Collected data entries:

━━━

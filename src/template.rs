//! Paywall page served to browser clients
//!
//! A deliberately small page: it names the resource and the price and embeds
//! the payment requirements as JSON for a wallet script to pick up. Operators
//! who need a full checkout flow supply their own markup through
//! `with_custom_paywall_html`.

use crate::types::PaymentRequirements;
use rust_decimal::Decimal;

/// Branding for the default paywall page
#[derive(Debug, Clone)]
pub struct PaywallConfig {
    pub app_name: String,
    pub app_logo: Option<String>,
}

impl Default for PaywallConfig {
    fn default() -> Self {
        Self {
            app_name: "x402 Service".to_string(),
            app_logo: None,
        }
    }
}

impl PaywallConfig {
    pub fn new() -> Self {
        Self::default()
    }

    /// Set the application name shown in the page title
    pub fn with_app_name(mut self, app_name: impl Into<String>) -> Self {
        self.app_name = app_name.into();
        self
    }

    /// Set the logo URL
    pub fn with_app_logo(mut self, app_logo: impl Into<String>) -> Self {
        self.app_logo = Some(app_logo.into());
        self
    }
}

/// Render the default paywall page
pub fn generate_paywall_html(
    error: &str,
    payment_requirements: &[PaymentRequirements],
    config: &PaywallConfig,
) -> String {
    let price = payment_requirements
        .first()
        .map(display_price)
        .unwrap_or_default();
    let description = payment_requirements
        .first()
        .map(|r| r.description.as_str())
        .unwrap_or_default();
    // Keep `</script>` inside string values from closing the tag
    let requirements_json = serde_json::to_string(payment_requirements)
        .unwrap_or_else(|_| "[]".to_string())
        .replace("</", "<\\/");
    let logo = config
        .app_logo
        .as_deref()
        .map(|src| format!(r#"<img src="{}" alt="" height="48">"#, escape_html(src)))
        .unwrap_or_default();

    format!(
        r#"<!DOCTYPE html>
<html>
<head>
<meta charset="utf-8">
<title>Payment Required - {app_name}</title>
</head>
<body>
{logo}
<h1>Payment Required</h1>
<p>{description}</p>
<p>Price: {price}</p>
<p>{error}</p>
<script>window.x402 = {{ paymentRequirements: {requirements_json} }};</script>
</body>
</html>"#,
        app_name = escape_html(&config.app_name),
        logo = logo,
        description = escape_html(description),
        price = escape_html(&price),
        error = escape_html(error),
        requirements_json = requirements_json,
    )
}

/// Human-readable price, e.g. `0.01 USDC on base-sepolia`
fn display_price(requirements: &PaymentRequirements) -> String {
    let amount = requirements
        .max_amount_required
        .parse::<Decimal>()
        .map(|units| (units / Decimal::from(1_000_000u64)).normalize().to_string())
        .unwrap_or_else(|_| requirements.max_amount_required.clone());
    format!("{} USDC on {}", amount, requirements.network)
}

fn escape_html(input: &str) -> String {
    let mut escaped = String::with_capacity(input.len());
    for c in input.chars() {
        match c {
            '&' => escaped.push_str("&amp;"),
            '<' => escaped.push_str("&lt;"),
            '>' => escaped.push_str("&gt;"),
            '"' => escaped.push_str("&quot;"),
            '\'' => escaped.push_str("&#39;"),
            _ => escaped.push(c),
        }
    }
    escaped
}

━━━

▶ _Problem description_
Retype every record above exactly as it appears.

▶ _The answer_
filename src/template.rs
//! Paywall page served to browser clients
//!
//! A deliberately small page: it names the resource and the price and embeds
//! the payment requirements as JSON for a wallet script to pick up. Operators
//! who need a full checkout flow supply their own markup through
//! `with_custom_paywall_html`.

use crate::types::PaymentRequirements;
use rust_decimal::Decimal;

/// Branding for the default paywall page
#[derive(Debug, Clone)]
pub struct PaywallConfig {
    pub app_name: String,
    pub app_logo: Option<String>,
}

impl Default for PaywallConfig {
    fn default() -> Self {
        Self {
            app_name: "x402 Service".to_string(),
            app_logo: None,
        }
    }
}

impl PaywallConfig {
    pub fn new() -> Self {
        Self::default()
    }

    /// Set the application name shown in the page title
    pub fn with_app_name(mut self, app_name: impl Into<String>) -> Self {
        self.app_name = app_name.into();
        self
    }

    /// Set the logo URL
    pub fn with_app_logo(mut self, app_logo: impl Into<String>) -> Self {
        self.app_logo = Some(app_logo.into());
        self
    }
}

/// Render the default paywall page
pub fn generate_paywall_html(
    error: &str,
    payment_requirements: &[PaymentRequirements],
    config: &PaywallConfig,
) -> String {
    let price = payment_requirements
        .first()
        .map(display_price)
        .unwrap_or_default();
    let description = payment_requirements
        .first()
        .map(|r| r.description.as_str())
        .unwrap_or_default();
    // Keep `</script>` inside string values from closing the tag
    let requirements_json = serde_json::to_string(payment_requirements)
        .unwrap_or_else(|_| "[]".to_string())
        .replace("</", "<\\/");
    let logo = config
        .app_logo
        .as_deref()
        .map(|src| format!(r#"<img src="{}" alt="" height="48">"#, escape_html(src)))
        .unwrap_or_default();

    format!(
        r#"<!DOCTYPE html>
<html>
<head>
<meta charset="utf-8">
<title>Payment Required - {app_name}</title>
</head>
<body>
{logo}
<h1>Payment Required</h1>
<p>{description}</p>
<p>Price: {price}</p>
<p>{error}</p>
<script>window.x402 = {{ paymentRequirements: {requirements_json} }};</script>
</body>
</html>"#,
        app_name = escape_html(&config.app_name),
        logo = logo,
        description = escape_html(description),
        price = escape_html(&price),
        error = escape_html(error),
        requirements_json = requirements_json,
    )
}

/// Human-readable price, e.g. `0.01 USDC on base-sepolia`
fn display_price(requirements: &PaymentRequirements) -> String {
    let amount = requirements
        .max_amount_required
        .parse::<Decimal>()
        .map(|units| (units / Decimal::from(1_000_000u64)).normalize().to_string())
        .unwrap_or_else(|_| requirements.max_amount_required.clone());
    format!("{} USDC on {}", amount, requirements.network)
}

fn escape_html(input: &str) -> String {
    let mut escaped = String::with_capacity(input.len());
    for c in input.chars() {
        match c {
            '&' => escaped.push_str("&amp;"),
            '<' => escaped.push_str("&lt;"),
            '>' => escaped.push_str("&gt;"),
            '"' => escaped.push_str("&quot;"),
            '\'' => escaped.push_str("&#39;"),
            _ => escaped.push(c),
        }
    }
    escaped
}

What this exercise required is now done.